The investigators plan a study to randomize 540 children in Nepal to early (≤30 seconds) or late (≥180 seconds) clamping of the umbilical cord at birth. The children will be followed with blood tests (hemoglobin and ferritin) at 8 and 12 months of age, and their development is evaluated by questionnaire (Ages & Stages Questionnaire ) at 12 months of age, and by testing (Bayley -III) at 18-24 months of age. By implementing the project in a country with a high proportion of anemia at one year of age (about 75%), we can reduce the number of children in the study and still achieve significant results. Iron deficiency is a global health problem and causes anemia and impaired neurodevelopment in children. Anemia is estimated by WHO to occur among 25% of all children before school age, and the corresponding figure in Europe is 3-9 %. By waiting 3 minutes to clamp the cord after birth, a large part of the child's blood volume remaining in the placenta is transfused over to the child's body. Research shows that the neonate's blood volume can increase by about 40% and this blood contains 3 to 4 months' supply of iron.
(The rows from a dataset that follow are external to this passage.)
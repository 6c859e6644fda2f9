//! 通知 REST API 客户端
//!
//! 对接后端 `/notifications` 路由：
//! - `GET  /notifications/`           列表（最新在前）
//! - `GET  /notifications/count`      `{"unread_count": n}`
//! - `PATCH /notifications/{id}/read` 标记单条已读
//! - `PATCH /notifications/read-all`  全部已读

use std::time::Duration;

use anyhow::{Context, Result};
use async_trait::async_trait;
use reqwest::{Client, RequestBuilder, Response, StatusCode};
use serde::{Deserialize, Serialize};
use tracing::{debug, warn};

use super::{AuthContext, FetchAdapter, MutationAdapter, NotificationPage};
use crate::error::SyncError;
use crate::notification::{Completeness, Notification, NotificationId};

/// 默认 API 地址
pub const DEFAULT_API_URL: &str = "http://localhost:8000";

/// 默认请求超时（秒）
pub const DEFAULT_TIMEOUT_SECS: u64 = 30;

#[derive(Debug, Deserialize)]
struct CountResponse {
    unread_count: i64,
}

#[derive(Debug, Serialize)]
struct ReadUpdate {
    is_read: bool,
}

/// HTTP 通知 API
#[derive(Debug, Clone)]
pub struct HttpNotificationApi {
    client: Client,
    base_url: String,
    /// 单页上限，None 表示不分页（完整快照）
    page_size: Option<usize>,
    /// 只拉取未读
    unread_only: bool,
}

impl HttpNotificationApi {
    /// 创建客户端
    pub fn new(base_url: &str, timeout: Duration) -> Result<Self> {
        let client = Client::builder()
            .timeout(timeout)
            .build()
            .context("Failed to create HTTP client")?;

        Ok(Self {
            client,
            base_url: base_url.trim_end_matches('/').to_string(),
            page_size: None,
            unread_only: false,
        })
    }

    /// 设置单页上限
    pub fn with_page_size(mut self, page_size: Option<usize>) -> Self {
        self.page_size = page_size.filter(|size| *size > 0);
        self
    }

    /// 只拉取未读通知（结果不再是完整快照）
    pub fn with_unread_only(mut self, unread_only: bool) -> Self {
        self.unread_only = unread_only;
        self
    }

    pub fn base_url(&self) -> &str {
        &self.base_url
    }

    fn url(&self, path: &str) -> String {
        format!("{}/notifications{}", self.base_url, path)
    }

    async fn send(
        &self,
        request: RequestBuilder,
        auth: &AuthContext,
        target: Option<NotificationId>,
    ) -> Result<Response, SyncError> {
        let response = request
            .bearer_auth(&auth.token)
            .send()
            .await
            .map_err(|e| SyncError::Transient(format!("HTTP request failed: {}", e)))?;

        match classify_status(response.status(), target) {
            None => Ok(response),
            Some(err) => Err(err),
        }
    }
}

/// 按状态码归类错误，成功返回 None
pub fn classify_status(status: StatusCode, target: Option<NotificationId>) -> Option<SyncError> {
    if status.is_success() {
        return None;
    }

    let err = match (status, target) {
        (StatusCode::UNAUTHORIZED | StatusCode::FORBIDDEN, _) => {
            SyncError::Auth(format!("server returned {}", status))
        }
        (StatusCode::NOT_FOUND, Some(id)) => SyncError::NotFound(id),
        _ => SyncError::Transient(format!("server returned {}", status)),
    };
    Some(err)
}

/// 校验原始列表并按页大小截断
///
/// 格式不合法的条目记录日志后丢弃。
pub fn build_page(raw: Vec<serde_json::Value>, page_size: Option<usize>) -> NotificationPage {
    let mut items: Vec<Notification> = raw
        .into_iter()
        .filter_map(|value| match Notification::from_value(value) {
            Ok(n) => Some(n),
            Err(reason) => {
                warn!(reason = %reason, "Dropping malformed notification from list response");
                None
            }
        })
        .collect();

    // id 是权威的新旧顺序
    items.sort_by(|a, b| b.id.cmp(&a.id));

    match page_size {
        Some(size) if items.len() >= size => {
            items.truncate(size);
            NotificationPage::partial(items)
        }
        _ => NotificationPage::complete(items),
    }
}

#[async_trait]
impl FetchAdapter for HttpNotificationApi {
    async fn list(&self, auth: &AuthContext) -> Result<NotificationPage, SyncError> {
        let mut request = self.client.get(self.url("/"));
        if self.unread_only {
            request = request.query(&[("unread_only", "true")]);
        }
        if let Some(size) = self.page_size {
            request = request.query(&[("limit", size)]);
        }

        let response = self.send(request, auth, None).await?;
        let raw: Vec<serde_json::Value> = response
            .json()
            .await
            .map_err(|e| SyncError::Transient(format!("Failed to parse list response: {}", e)))?;

        debug!(received = raw.len(), "Fetched notification list");
        let mut page = build_page(raw, self.page_size);
        if self.unread_only {
            page.completeness = Completeness::Partial;
        }
        Ok(page)
    }

    async fn count(&self, auth: &AuthContext) -> Result<u64, SyncError> {
        let response = self.send(self.client.get(self.url("/count")), auth, None).await?;
        let body: CountResponse = response
            .json()
            .await
            .map_err(|e| SyncError::Transient(format!("Failed to parse count response: {}", e)))?;

        Ok(body.unread_count.max(0) as u64)
    }
}

#[async_trait]
impl MutationAdapter for HttpNotificationApi {
    async fn mark_one(&self, auth: &AuthContext, id: NotificationId) -> Result<(), SyncError> {
        let request = self
            .client
            .patch(self.url(&format!("/{}/read", id)))
            .json(&ReadUpdate { is_read: true });

        self.send(request, auth, Some(id)).await?;
        debug!(id, "Server confirmed mark-one");
        Ok(())
    }

    async fn mark_all(&self, auth: &AuthContext) -> Result<(), SyncError> {
        self.send(self.client.patch(self.url("/read-all")), auth, None).await?;
        debug!("Server confirmed mark-all");
        Ok(())
    }
}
In Sweden, we have shown that late clamping of the umbilical cord could reduce iron deficiency in children at four months of age by 90%. Globally, most countries practice early cord clamping and the child is deprived of the placental blood transfusion. The hypothesis of the study is that by delaying the clamping of the umbilical cord, anemia at 8 and 12 months will be reduced an this in turn will be beneficial for the childrens development. The project will be implemented at Paropakar Maternity and Women 's Hospital, Kathmandu. It hosts approximately 23,000 births annually.